HRW’s Australia director, Elaine Pearson, said Australia’s moral authority in the Asia-Pacific region was compromised because it relied on the assistance of governments with questionable human rights records. 
“Unfortunately, Australia’s obsession with offshore processing of asylum seekers means that government is willing to turn a blind eye to human rights abuses in places like Cambodia and Sri Lanka, because Australia feels it needs those countries onside in order to achieve its policy goals,” she said.
Pearson said the negative impact of offshore processing policies on asylum seekers themselves had been documented by human rights organisations, the United Nations, Australia’s parliament, and the media.
“Harsh refugee policies may score domestic political points,” she said, “but the human toll is unacceptable.” 
The HRW report says Australia’s steps towards a referendum on constitutional recognition for Indigenous Australians, and some improved health and socio-economic indicators, are positive developments. But Indigenous Australians still suffer significant and persistent disadvantage.
“Indigenous Australians account for only 3% of Australia’s population [but] they account for 27% of Australia’s prison population. In part because they are disproportionately represented in the criminal justice system, Indigenous Australians are more likely to face stigma and discrimination in employment.”
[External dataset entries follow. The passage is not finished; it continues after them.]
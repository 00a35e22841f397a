// PostgREST-compatible HTTP store (hosted Postgres REST endpoint)

use super::{schema, value_text, Filter, Row, ScheduleStore};
use crate::config::StoreConfig;
use crate::errors::StoreError;
use async_trait::async_trait;
use reqwest::{Client, RequestBuilder, Response, StatusCode};
use serde_json::Value;
use std::time::Duration;
use tracing::{debug, instrument, warn};

/// Rows fetched per select request
const PAGE_SIZE: usize = 1000;

pub struct RestStore {
    client: Client,
    base_url: String,
    api_key: String,
}

impl RestStore {
    pub fn new(config: &StoreConfig) -> Result<Self, StoreError> {
        let client = Client::builder()
            .timeout(Duration::from_secs(config.connect_timeout_seconds))
            .build()
            .map_err(|e| {
                StoreError::ConnectionFailed(format!("Failed to create HTTP client: {}", e))
            })?;

        Ok(Self {
            client,
            base_url: config.url.trim_end_matches('/').to_string(),
            api_key: config.api_key.clone().unwrap_or_default(),
        })
    }

    fn table_url(&self, table: &str) -> Result<String, StoreError> {
        if schema::table(table).is_none() {
            return Err(StoreError::UnknownTable(table.to_string()));
        }
        Ok(format!("{}/rest/v1/{}", self.base_url, table))
    }

    fn authorize(&self, request: RequestBuilder) -> RequestBuilder {
        request
            .header("apikey", &self.api_key)
            .bearer_auth(&self.api_key)
    }

    async fn read_rows(table: &str, response: Response) -> Result<Vec<Row>, StoreError> {
        let status = response.status();
        if !status.is_success() {
            let body = response.text().await.unwrap_or_default();
            return Err(status_error(table, status, body));
        }

        let body: Value = response.json().await?;
        match body {
            Value::Array(items) => Ok(items
                .into_iter()
                .filter_map(|item| match item {
                    Value::Object(row) => Some(row),
                    _ => None,
                })
                .collect()),
            other => Err(StoreError::InvalidResponse(format!(
                "expected a JSON array from {}, got {}",
                table, other
            ))),
        }
    }
}

/// Query parameters for a filter set, in PostgREST operator syntax
pub fn filter_params(filters: &[Filter]) -> Vec<(String, String)> {
    filters
        .iter()
        .map(|filter| match filter {
            Filter::Eq(column, value) => (column.clone(), format!("eq.{}", value_text(value))),
            Filter::In(column, values) => {
                let quoted: Vec<String> = values.iter().map(|v| quote(&value_text(v))).collect();
                (column.clone(), format!("in.({})", quoted.join(",")))
            }
        })
        .collect()
}

fn quote(value: &str) -> String {
    format!("\"{}\"", value.replace('\\', "\\\\").replace('"', "\\\""))
}

fn status_error(table: &str, status: StatusCode, body: String) -> StoreError {
    let auth_failure = status == StatusCode::UNAUTHORIZED || status == StatusCode::FORBIDDEN;
    if status.is_client_error() && !auth_failure {
        StoreError::Rejected {
            table: table.to_string(),
            reason: format!("{}: {}", status, body),
        }
    } else {
        StoreError::RequestFailed(format!("{} responded {}: {}", table, status, body))
    }
}

#[async_trait]
impl ScheduleStore for RestStore {
    #[instrument(skip(self, filters), fields(filters = filters.len()))]
    async fn select(
        &self,
        table: &str,
        columns: &[&str],
        filters: &[Filter],
    ) -> Result<Vec<Row>, StoreError> {
        let url = self.table_url(table)?;
        let select = if columns.is_empty() {
            "*".to_string()
        } else {
            columns.join(",")
        };
        let order = schema::table(table)
            .map(|t| t.order_column())
            .unwrap_or("id");

        let mut rows = Vec::new();
        let mut offset = 0;
        loop {
            let mut params = vec![
                ("select".to_string(), select.clone()),
                ("order".to_string(), format!("{}.asc", order)),
                ("limit".to_string(), PAGE_SIZE.to_string()),
                ("offset".to_string(), offset.to_string()),
            ];
            params.extend(filter_params(filters));

            let response = self
                .authorize(self.client.get(&url))
                .query(&params)
                .send()
                .await?;
            let page = Self::read_rows(table, response).await?;
            let fetched = page.len();
            rows.extend(page);

            if fetched < PAGE_SIZE {
                break;
            }
            offset += fetched;
        }

        debug!(table = table, rows = rows.len(), "Select completed");
        Ok(rows)
    }

    #[instrument(skip(self, rows), fields(rows = rows.len()))]
    async fn insert(&self, table: &str, rows: Vec<Row>) -> Result<Vec<Row>, StoreError> {
        if rows.is_empty() {
            return Ok(Vec::new());
        }
        let url = self.table_url(table)?;
        let response = self
            .authorize(self.client.post(&url))
            .header("Prefer", "return=representation")
            .json(&rows)
            .send()
            .await?;
        Self::read_rows(table, response).await
    }

    #[instrument(skip(self, rows), fields(rows = rows.len()))]
    async fn upsert(
        &self,
        table: &str,
        rows: Vec<Row>,
        conflict_keys: &[&str],
    ) -> Result<Vec<Row>, StoreError> {
        if rows.is_empty() {
            return Ok(Vec::new());
        }
        let url = self.table_url(table)?;
        let response = self
            .authorize(self.client.post(&url))
            .query(&[("on_conflict", conflict_keys.join(","))])
            .header("Prefer", "resolution=merge-duplicates,return=representation")
            .json(&rows)
            .send()
            .await?;

        let stored = Self::read_rows(table, response).await;
        if let Err(e) = &stored {
            warn!(table = table, error = %e, "Upsert rejected by store");
        }
        stored
    }

    #[instrument(skip(self, row, filters))]
    async fn update(&self, table: &str, row: Row, filters: &[Filter]) -> Result<u64, StoreError> {
        let url = self.table_url(table)?;
        let response = self
            .authorize(self.client.patch(&url))
            .query(&filter_params(filters))
            .header("Prefer", "return=representation")
            .json(&row)
            .send()
            .await?;
        let updated = Self::read_rows(table, response).await?;
        Ok(updated.len() as u64)
    }
}

#[cfg(test)]
mod tests {
    use super::*;
    use crate::config::StoreBackend;
    use serde_json::json;
    use wiremock::matchers::{header, method, path, query_param};
    use wiremock::{Mock, MockServer, ResponseTemplate};

    fn config(url: &str) -> StoreConfig {
        StoreConfig {
            backend: StoreBackend::Rest,
            url: url.to_string(),
            api_key: Some("service-key".to_string()),
            max_connections: 1,
            min_connections: 1,
            connect_timeout_seconds: 5,
            run_migrations: false,
        }
    }

    #[test]
    fn test_filter_params_syntax() {
        let params = filter_params(&[
            Filter::eq("natural_key", "12"),
            Filter::in_list("reconciliation_key", vec![json!("uid:a"), json!("h:\"b\"")]),
        ]);
        assert_eq!(params[0], ("natural_key".to_string(), "eq.12".to_string()));
        assert_eq!(
            params[1],
            (
                "reconciliation_key".to_string(),
                r#"in.("uid:a","h:\"b\"")"#.to_string()
            )
        );
    }

    #[tokio::test]
    async fn test_upsert_sends_conflict_target_and_auth() {
        let server = MockServer::start().await;
        Mock::given(method("POST"))
            .and(path("/rest/v1/groups"))
            .and(query_param("on_conflict", "natural_key"))
            .and(header("apikey", "service-key"))
            .and(header("Authorization", "Bearer service-key"))
            .respond_with(ResponseTemplate::new(201).set_body_json(json!([
                {"id": "0b6f8a5e-8f5c-4c1e-9a57-1e2c3d4f5a6b", "natural_key": "7"}
            ])))
            .expect(1)
            .mount(&server)
            .await;

        let store = RestStore::new(&config(&server.uri())).unwrap();
        let row = json!({"natural_key": "7", "display_name": "21INF-SP"})
            .as_object()
            .cloned()
            .unwrap();
        let stored = store.upsert("groups", vec![row], &["natural_key"]).await.unwrap();

        assert_eq!(stored.len(), 1);
        assert_eq!(stored[0]["natural_key"], "7");
    }

    #[tokio::test]
    async fn test_validation_failure_maps_to_rejected() {
        let server = MockServer::start().await;
        Mock::given(method("POST"))
            .and(path("/rest/v1/class_sessions"))
            .respond_with(ResponseTemplate::new(400).set_body_string("value too long"))
            .mount(&server)
            .await;

        let store = RestStore::new(&config(&server.uri())).unwrap();
        let row = json!({"reconciliation_key": "uid:x"}).as_object().cloned().unwrap();
        let result = store
            .upsert("class_sessions", vec![row], &["reconciliation_key"])
            .await;

        assert!(matches!(result, Err(StoreError::Rejected { .. })));
    }

    #[tokio::test]
    async fn test_select_pages_until_short_page() {
        let server = MockServer::start().await;
        let full_page: Vec<Value> = (0..PAGE_SIZE)
            .map(|i| json!({"id": format!("id-{}", i), "natural_key": i.to_string()}))
            .collect();

        Mock::given(method("GET"))
            .and(path("/rest/v1/instructors"))
            .and(query_param("offset", "0"))
            .respond_with(ResponseTemplate::new(200).set_body_json(Value::Array(full_page)))
            .expect(1)
            .mount(&server)
            .await;
        Mock::given(method("GET"))
            .and(path("/rest/v1/instructors"))
            .and(query_param("offset", PAGE_SIZE.to_string()))
            .respond_with(
                ResponseTemplate::new(200).set_body_json(json!([{"id": "last", "natural_key": "x"}])),
            )
            .expect(1)
            .mount(&server)
            .await;

        let store = RestStore::new(&config(&server.uri())).unwrap();
        let rows = store
            .select("instructors", &["id", "natural_key"], &[])
            .await
            .unwrap();
        assert_eq!(rows.len(), PAGE_SIZE + 1);
    }

    #[tokio::test]
    async fn test_unknown_table_is_refused_locally() {
        let store = RestStore::new(&config("http://localhost:1")).unwrap();
        let result = store.select("users", &[], &[]).await;
        assert!(matches!(result, Err(StoreError::UnknownTable(_))));
    }
}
Indigenous Australians die, on average, 10 to 12 years earlier than non-Indigenous Australians, have an infant mortality rate almost twice the non-Indigenous rate, and suffer disproportionately from preventable diseases such as diabetes and respiratory illnesses.
Pearson told Guardian Australia that with the world in a tumultuous state and the rise of new terrorism threats such as Isis, there was a temptation for governments to respond with wide-ranging anti-terrorist laws.
But Australia’s suite of counter-terrorism legislation was “overboard” and would “infringe on freedoms of expression and movement”. New laws could define sharing links on social media as “advocating terrorism”, and could see people prosecuted simply for travelling to certain “declared areas”.
But in particular the National Security Legislation Amendment Act, which could see government whistleblowers, journalists and activists jailed for up to 10 years for disclosing information about special intelligence operations, would have a “chilling effect, leading to cover-ups”, Pearson said.
“Australia’s new counter-terrorism laws mean journalists, whistleblowers and activists will risk prison for certain disclosures – even if it’s in the public interest,” she said.